Yisrael Beiteinu chairman Avigdor Lieberman has announced he will sit only with a center-right coalition, virtually blowing apart the illusion promoted by the Labor-Livni party and establishment media that it can for a coalition government
Lieberman, who has become Israel’s most widely-known if not bizarre chameleon, previously has not ruled out sitting with a coalition headed by new Labor party, which merged with the party headed by Tzipi Livni and renamed itself the “Zionist Camp.”
All pre-election polls since the start of the campaign have shown that the party, co-headed by Yitzchak Herzog and Livni, has no chance of forming a coalition without the support of Yisrael Beiteinu, based on the false assumption that Lieberman would sit with the Haredi parties.
The concept is totally ridiculous, but even that hallucination came undone with Lieberman’s announcement Sunday that “Yisrael Beiteinu never will be part of a leftist government.”
Two weeks ago, he rejected sitting with a coalition that included the left-wing Meretz party, but he finally has realized that he is not the only one who understands that many of the Herzog-Livni candidates would be very comfortable in the Mertz party.

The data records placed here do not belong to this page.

use ndarray::Array2;
use sprs::CsMat;

/// A users × items score structure, either dense or compressed sparse row.
#[derive(Debug, Clone, PartialEq)]
pub enum ScoreSurface {
    Dense(Array2<f64>),
    Sparse(CsMat<f64>),
}

impl ScoreSurface {

    /// Wraps a sparse matrix, converting it to row-major storage if needed.
    pub fn sparse(scores: CsMat<f64>) -> Self {
        if scores.is_csr() {
            ScoreSurface::Sparse(scores)
        } else {
            ScoreSurface::Sparse(scores.to_csr())
        }
    }

    pub fn dense(scores: Array2<f64>) -> Self {
        ScoreSurface::Dense(scores)
    }

    pub fn shape(&self) -> (usize, usize) {
        match self {
            ScoreSurface::Dense(scores) => scores.dim(),
            ScoreSurface::Sparse(scores) => scores.shape(),
        }
    }

    pub fn is_sparse(&self) -> bool {
        matches!(self, ScoreSurface::Sparse(_))
    }

    /// Number of candidate entries in a row. Every column counts for dense rows.
    pub fn row_nnz(&self, row: usize) -> usize {
        match self {
            ScoreSurface::Dense(scores) => {
                if row < scores.nrows() { scores.ncols() } else { 0 }
            }
            ScoreSurface::Sparse(scores) => {
                scores.outer_view(row).map_or(0, |view| view.nnz())
            }
        }
    }

    /// Raw score lookup. Implicit sparse entries and out-of-range positions yield `None`.
    pub fn get(&self, row: usize, column: usize) -> Option<f64> {
        match self {
            ScoreSurface::Dense(scores) => scores.get((row, column)).copied(),
            ScoreSurface::Sparse(scores) => scores.get(row, column).copied(),
        }
    }

    /// Candidate `(item, score)` pairs of a row, ascending by item id.
    pub fn row_entries(&self, row: usize) -> Vec<(usize, f64)> {
        match self {
            ScoreSurface::Dense(scores) => {
                if row >= scores.nrows() {
                    return Vec::new();
                }
                scores.row(row).iter().copied().enumerate().collect()
            }
            ScoreSurface::Sparse(scores) => {
                scores.outer_view(row)
                    .map(|view| view.iter().map(|(item, &score)| (item, score)).collect())
                    .unwrap_or_default()
            }
        }
    }
}

#[cfg(test)]
mod tests {
    use super::*;
    use ndarray::array;
    use sprs::TriMat;

    #[test]
    fn test_dense_capabilities() {
        let surface = ScoreSurface::dense(array![[1.0, 2.0, 3.0], [4.0, 5.0, 6.0]]);

        assert_eq!(surface.shape(), (2, 3));
        assert!(!surface.is_sparse());
        assert_eq!(surface.row_nnz(1), 3);
        assert_eq!(surface.get(1, 2), Some(6.0));
        assert_eq!(surface.get(2, 0), None);
        assert_eq!(surface.row_entries(0), vec![(0, 1.0), (1, 2.0), (2, 3.0)]);
    }

    #[test]
    fn test_sparse_capabilities() {
        let mut input = TriMat::new((3, 4));
        input.add_triplet(0, 3, 1.5);
        input.add_triplet(0, 1, 0.5);
        input.add_triplet(2, 2, 2.0);

        let surface = ScoreSurface::sparse(input.to_csc());

        assert_eq!(surface.shape(), (3, 4));
        assert!(surface.is_sparse());
        assert_eq!(surface.row_nnz(0), 2);
        assert_eq!(surface.row_nnz(1), 0);
        assert_eq!(surface.get(0, 3), Some(1.5));
        assert_eq!(surface.get(0, 0), None);
        assert_eq!(surface.row_entries(0), vec![(1, 0.5), (3, 1.5)]);
        assert!(surface.row_entries(1).is_empty());
    }
}
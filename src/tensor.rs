//! Chunked reconstruction of user × item scores from a three-way tensor model.
//!
//! The test interactions of all users are encoded as a sparse indicator over a
//! flattened `(user * num_items + item, feedback)` index space. For every chunk
//! of users the indicator slice is projected through the item factors `V` and
//! feedback factors `W`:
//!
//! ```text
//! scores[u, i, f] = Σ_a Σ_b (Σ_j Σ_g T[u, j, g] W[g, b] V[j, a]) V[i, a] W[f, b]
//! ```
//!
//! and the resulting `chunk × items × feedback` cube is collapsed to a
//! `chunk × items` slice by a [`Flattener`].

use std::fmt;
use std::str::FromStr;
use std::sync::Arc;

use ndarray::{Array2, Array3, ArrayView1, ArrayView2, ArrayView3, Axis};
use rayon::prelude::*;
use sprs::CsMat;

use crate::error::{RecError, Result};

/// Aggregation applied along the feedback axis.
#[derive(Debug, Clone, Copy, PartialEq, Eq)]
pub enum Reduction {
    Sum,
    Max,
    Min,
    Mean,
}

impl Reduction {

    pub fn apply(self, lane: ArrayView1<f64>) -> f64 {
        match self {
            Reduction::Sum => lane.sum(),
            Reduction::Max => lane.iter().copied().fold(f64::NEG_INFINITY, f64::max),
            Reduction::Min => lane.iter().copied().fold(f64::INFINITY, f64::min),
            Reduction::Mean => {
                if lane.is_empty() { 0.0 } else { lane.sum() / lane.len() as f64 }
            }
        }
    }
}

impl FromStr for Reduction {
    type Err = RecError;

    fn from_str(name: &str) -> Result<Self> {
        match name.trim() {
            "sum" => Ok(Reduction::Sum),
            "max" => Ok(Reduction::Max),
            "min" => Ok(Reduction::Min),
            "mean" => Ok(Reduction::Mean),
            other => Err(RecError::UnrecognizedPolicy(other.to_string())),
        }
    }
}

/// Caller supplied collapse of a `users × items × feedback` cube into `users × items`.
pub type CustomFlattener = Arc<dyn Fn(ArrayView3<f64>) -> Array2<f64> + Send + Sync>;

/// Policy for collapsing the feedback axis of a reconstructed score cube.
#[derive(Clone)]
pub enum Flattener {
    FullAggregate(Reduction),
    FixedSlice(usize),
    SubsetAggregate(Vec<usize>, Reduction),
    Custom(CustomFlattener),
}

impl Default for Flattener {
    fn default() -> Self {
        Flattener::FullAggregate(Reduction::Sum)
    }
}

impl Flattener {

    pub fn custom<F>(flatten: F) -> Self
    where
        F: Fn(ArrayView3<f64>) -> Array2<f64> + Send + Sync + 'static,
    {
        Flattener::Custom(Arc::new(flatten))
    }

    /// Checks that every referenced feedback level exists.
    pub fn validate(&self, num_feedback: usize) -> Result<()> {
        let out_of_range = |level: usize| RecError::ShapeMismatch(format!(
            "flattener references feedback level {} but the model has {} levels",
            level, num_feedback));

        match self {
            Flattener::FixedSlice(level) if *level >= num_feedback => Err(out_of_range(*level)),
            Flattener::SubsetAggregate(levels, _) => {
                match levels.iter().find(|&&level| level >= num_feedback) {
                    Some(&level) => Err(out_of_range(level)),
                    None => Ok(()),
                }
            }
            _ => Ok(()),
        }
    }

    /// Collapses `cube` (users × items × feedback) into users × items.
    pub fn flatten(&self, cube: ArrayView3<f64>) -> Result<Array2<f64>> {
        let (num_users, num_items, num_feedback) = cube.dim();
        self.validate(num_feedback)?;

        let scores = match self {
            Flattener::FullAggregate(reduction) => {
                cube.map_axis(Axis(2), |lane| reduction.apply(lane))
            }
            Flattener::FixedSlice(level) => cube.index_axis(Axis(2), *level).to_owned(),
            Flattener::SubsetAggregate(levels, reduction) => {
                cube.select(Axis(2), levels).map_axis(Axis(2), |lane| reduction.apply(lane))
            }
            Flattener::Custom(flatten) => (**flatten)(cube),
        };

        if scores.dim() != (num_users, num_items) {
            return Err(RecError::ShapeMismatch(format!(
                "flattener produced {:?} scores, expected {:?}",
                scores.dim(), (num_users, num_items))));
        }
        Ok(scores)
    }
}

impl PartialEq for Flattener {
    fn eq(&self, other: &Self) -> bool {
        match (self, other) {
            (Flattener::FullAggregate(a), Flattener::FullAggregate(b)) => a == b,
            (Flattener::FixedSlice(a), Flattener::FixedSlice(b)) => a == b,
            (Flattener::SubsetAggregate(la, ra), Flattener::SubsetAggregate(lb, rb)) => {
                la == lb && ra == rb
            }
            (Flattener::Custom(a), Flattener::Custom(b)) => Arc::ptr_eq(a, b),
            _ => false,
        }
    }
}

impl fmt::Debug for Flattener {
    fn fmt(&self, f: &mut fmt::Formatter<'_>) -> fmt::Result {
        match self {
            Flattener::FullAggregate(reduction) => write!(f, "FullAggregate({:?})", reduction),
            Flattener::FixedSlice(level) => write!(f, "FixedSlice({})", level),
            Flattener::SubsetAggregate(levels, reduction) => {
                write!(f, "SubsetAggregate({:?}, {:?})", levels, reduction)
            }
            Flattener::Custom(_) => write!(f, "Custom(..)"),
        }
    }
}

/// Parses `sum`, `max`, `3`, `0,2`, `0,2:max` or `:mean`.
impl FromStr for Flattener {
    type Err = RecError;

    fn from_str(value: &str) -> Result<Self> {
        let unrecognized = || RecError::UnrecognizedPolicy(value.to_string());
        let value = value.trim();

        let (levels, reduction) = match value.split_once(':') {
            Some((levels, reduction)) => {
                (levels.trim(), reduction.parse::<Reduction>().map_err(|_| unrecognized())?)
            }
            None => {
                if let Ok(reduction) = value.parse::<Reduction>() {
                    return Ok(Flattener::FullAggregate(reduction));
                }
                if let Ok(level) = value.parse::<usize>() {
                    return Ok(Flattener::FixedSlice(level));
                }
                (value, Reduction::Sum)
            }
        };

        if levels.is_empty() {
            return Ok(Flattener::FullAggregate(reduction));
        }

        let levels = levels.split(',')
            .map(|level| level.trim().parse::<usize>())
            .collect::<std::result::Result<Vec<usize>, _>>()
            .map_err(|_| unrecognized())?;

        Ok(Flattener::SubsetAggregate(levels, reduction))
    }
}

/// Reconstructs a dense `num_users × num_items` score matrix from the test
/// indicator `test_triples` (`num_users * num_items × num_feedback`), item
/// factors (`num_items × rank_items`) and feedback factors
/// (`num_feedback × rank_feedback`).
///
/// Users are processed in chunks of `chunk_size` rows so that at most
/// `chunk_size × num_items × num_feedback` cube entries are materialised per
/// chunk. Chunks run in parallel and each writes its own row range; the
/// result does not depend on the chunk size.
pub fn reconstruct_scores(
    test_triples: &CsMat<f64>,
    item_factors: ArrayView2<f64>,
    feedback_factors: ArrayView2<f64>,
    chunk_size: usize,
    flattener: &Flattener,
) -> Result<Array2<f64>> {

    if chunk_size == 0 {
        return Err(RecError::InvalidConfig("chunk size must be positive".to_string()));
    }

    let num_items = item_factors.nrows();
    let num_feedback = feedback_factors.nrows();
    let (num_rows, num_columns) = test_triples.shape();

    if num_columns != num_feedback {
        return Err(RecError::ShapeMismatch(format!(
            "test triples have {} feedback columns, feedback factors have {} rows",
            num_columns, num_feedback)));
    }
    if num_items == 0 {
        return Ok(Array2::zeros((0, 0)));
    }
    if num_rows % num_items != 0 {
        return Err(RecError::ShapeMismatch(format!(
            "{} test triple rows are not a multiple of {} items", num_rows, num_items)));
    }
    flattener.validate(num_feedback)?;

    let num_users = num_rows / num_items;
    let row_major;
    let test_triples = if test_triples.is_csr() {
        test_triples
    } else {
        row_major = test_triples.to_csr();
        &row_major
    };

    let mut scores = Array2::zeros((num_users, num_items));

    // every chunk owns its own row range of the output
    scores
        .axis_chunks_iter_mut(Axis(0), chunk_size)
        .into_par_iter()
        .enumerate()
        .try_for_each(|(chunk, mut rows)| -> Result<()> {
            let start = chunk * chunk_size;
            let stop = start + rows.nrows();
            tracing::debug!(start, stop, "reconstructing score chunk");

            let test_slice = test_triples.slice_outer(start * num_items..stop * num_items);
            let cube = reconstruct_chunk(&test_slice.to_owned(), item_factors, feedback_factors, stop - start)?;
            rows.assign(&flattener.flatten(cube.view())?);
            Ok(())
        })?;

    Ok(scores)
}

fn reconstruct_chunk(
    test_slice: &CsMat<f64>,
    item_factors: ArrayView2<f64>,
    feedback_factors: ArrayView2<f64>,
    num_users: usize,
) -> Result<Array3<f64>> {
    let num_items = item_factors.nrows();
    let num_feedback = feedback_factors.nrows();
    let rank_feedback = feedback_factors.ncols();

    let projected: Array2<f64> = test_slice * &feedback_factors;
    let projected = Array3::from_shape_vec(
        (num_users, num_items, rank_feedback),
        projected.iter().copied().collect(),
    ).map_err(|error| RecError::ShapeMismatch(error.to_string()))?;

    let mut cube = Array3::zeros((num_users, num_items, num_feedback));
    for (user, user_slice) in projected.outer_iter().enumerate() {
        // rank_items × rank_feedback core of this user
        let core = item_factors.t().dot(&user_slice);
        let user_scores = item_factors.dot(&core).dot(&feedback_factors.t());
        cube.index_axis_mut(Axis(0), user).assign(&user_scores);
    }

    Ok(cube)
}
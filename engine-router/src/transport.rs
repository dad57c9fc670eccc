//! Message transport between the router and the compute context.
//!
//! Outbound requests go through [`Transport::send`]. Replies, and notice
//! that a context went away, come back as [`Inbound`] items on a channel the
//! router pumps.

use async_trait::async_trait;
use simhost_engine_protocol::{RequestEnvelope, ResponseEnvelope};
use thiserror::Error;

/// Best-effort delivery of request envelopes into the compute context.
#[async_trait]
pub trait Transport: Send + Sync {
    /// Hand `envelope` to the context. Exactly one reply is expected later
    /// on the inbound channel, unless the context is lost first.
    async fn send(&self, envelope: RequestEnvelope) -> Result<(), TransportError>;
}

/// Errors delivering a request.
#[derive(Error, Debug, Clone, PartialEq, Eq)]
pub enum TransportError {
    /// No live context is listening.
    #[error("compute context unreachable: {0}")]
    Unreachable(String),
}

/// Traffic flowing from the compute context back to the router.
#[derive(Debug, Clone)]
pub enum Inbound {
    /// A reply to an earlier request.
    Reply(ResponseEnvelope),

    /// The context with this id stopped; its in-flight requests will never
    /// be answered.
    ContextLost { context_id: String, reason: String },
}
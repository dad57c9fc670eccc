//! Engine operations and their replies.

use serde::{Deserialize, Serialize};
use simhost_compute_context::ContextState;

use crate::error::WireError;

/// One similarity question: how close is `text` to each candidate?
#[derive(Debug, Clone, PartialEq, Serialize, Deserialize)]
pub struct SimilarityQuery {
    /// The text being matched.
    pub text: String,

    /// Texts to score against `text`.
    pub candidates: Vec<String>,
}

impl SimilarityQuery {
    /// Create a query.
    pub fn new<I, S>(text: impl Into<String>, candidates: I) -> Self
    where
        I: IntoIterator<Item = S>,
        S: Into<String>,
    {
        Self {
            text: text.into(),
            candidates: candidates.into_iter().map(Into::into).collect(),
        }
    }
}

/// Answer to a [`SimilarityQuery`]: one score per candidate, in order.
#[derive(Debug, Clone, PartialEq, Serialize, Deserialize)]
pub struct SimilarityResult {
    pub scores: Vec<f32>,
}

impl SimilarityResult {
    /// Index and score of the best-scoring candidate.
    pub fn best(&self) -> Option<(usize, f32)> {
        self.scores
            .iter()
            .copied()
            .enumerate()
            .max_by(|a, b| a.1.total_cmp(&b.1))
    }
}

/// Requests understood by the compute context.
#[derive(Debug, Clone, PartialEq, Serialize, Deserialize)]
#[serde(tag = "type", content = "payload", rename_all = "snake_case")]
pub enum EngineRequest {
    /// Load the model at `model_url` (cache first) and prepare the engine.
    Initialize { model_url: String },

    /// Score a single query.
    ComputeSingle { query: SimilarityQuery },

    /// Score an ordered list of queries. Results come back in the same order.
    ComputeBatch { queries: Vec<SimilarityQuery> },

    /// Report lifecycle and engine state.
    Status,
}

/// Discriminant of [`EngineRequest`], for logs and metrics.
#[derive(Debug, Clone, Copy, PartialEq, Eq, Hash, Serialize, Deserialize)]
#[serde(rename_all = "snake_case")]
pub enum RequestKind {
    Initialize,
    ComputeSingle,
    ComputeBatch,
    Status,
}

impl EngineRequest {
    /// Which operation this is.
    pub fn kind(&self) -> RequestKind {
        match self {
            Self::Initialize { .. } => RequestKind::Initialize,
            Self::ComputeSingle { .. } => RequestKind::ComputeSingle,
            Self::ComputeBatch { .. } => RequestKind::ComputeBatch,
            Self::Status => RequestKind::Status,
        }
    }
}

/// Outcome of [`EngineRequest::Initialize`].
#[derive(Debug, Clone, PartialEq, Eq, Serialize, Deserialize)]
pub struct InitializeResult {
    /// Canonical key of the loaded model.
    pub model_key: String,

    /// Whether the model bytes came from the persistent cache.
    pub from_cache: bool,
}

/// Per-item outcome of a batch.
#[derive(Debug, Clone, PartialEq, Serialize, Deserialize)]
#[serde(tag = "outcome", rename_all = "snake_case")]
pub enum BatchItem {
    Ok { result: SimilarityResult },
    Failed { error: WireError },
}

impl BatchItem {
    /// Whether this item succeeded.
    pub fn is_ok(&self) -> bool {
        matches!(self, Self::Ok { .. })
    }

    /// Convert into a standard `Result`.
    pub fn into_result(self) -> Result<SimilarityResult, WireError> {
        match self {
            Self::Ok { result } => Ok(result),
            Self::Failed { error } => Err(error),
        }
    }
}

impl From<Result<SimilarityResult, WireError>> for BatchItem {
    fn from(result: Result<SimilarityResult, WireError>) -> Self {
        match result {
            Ok(result) => Self::Ok { result },
            Err(error) => Self::Failed { error },
        }
    }
}

/// State of the engine inside the context.
#[derive(Debug, Clone, Default, PartialEq, Eq, Serialize, Deserialize)]
pub struct EngineStatus {
    /// Whether a model has been loaded into the engine.
    pub initialized: bool,

    /// Key of the loaded model, if any.
    pub model_key: Option<String>,

    /// Compute requests answered since the context started.
    pub requests_served: u64,
}

/// Answer to [`EngineRequest::Status`].
#[derive(Debug, Clone, PartialEq, Eq, Serialize, Deserialize)]
pub struct StatusReport {
    /// Lifecycle state of the compute context.
    pub context: ContextState,

    /// Engine state, present only when the context is ready.
    pub engine: Option<EngineStatus>,
}

/// Replies produced by the compute context.
#[derive(Debug, Clone, PartialEq, Serialize, Deserialize)]
#[serde(tag = "type", content = "payload", rename_all = "snake_case")]
pub enum EngineResponse {
    Initialized(InitializeResult),
    Single(SimilarityResult),
    Batch(Vec<BatchItem>),
    Status(StatusReport),
    Error(WireError),
}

If the Labor-Livni slate of candidates had been a bit more normal and without the inclusion of potential Knesset Members who unabashedly favor a Palestinian Authority country based on all of its demands, perhaps Lieberman would have held his breath.
One of Labor’s top candidates for the Knesset is Stav Shaffir, who wants to get rid of HaTikvah as Israel’s national anthem because it is too Jewish for Arabs to love.
Another star in the Herzog-Livni camp is Merav Michaeli who has stated that no one should serve in the IDF because of the “occupation.”
Labor Party candidate Zuhair Bahloul maintains that his “Palestinian identity is stronger than [his] Israeli one.”
Lieberman’s party is down to four or five seats in polls, still enough for Prime Minister Binyamin Netanyahu to want to make part of the next government if the Likud takes charge after the elections in March.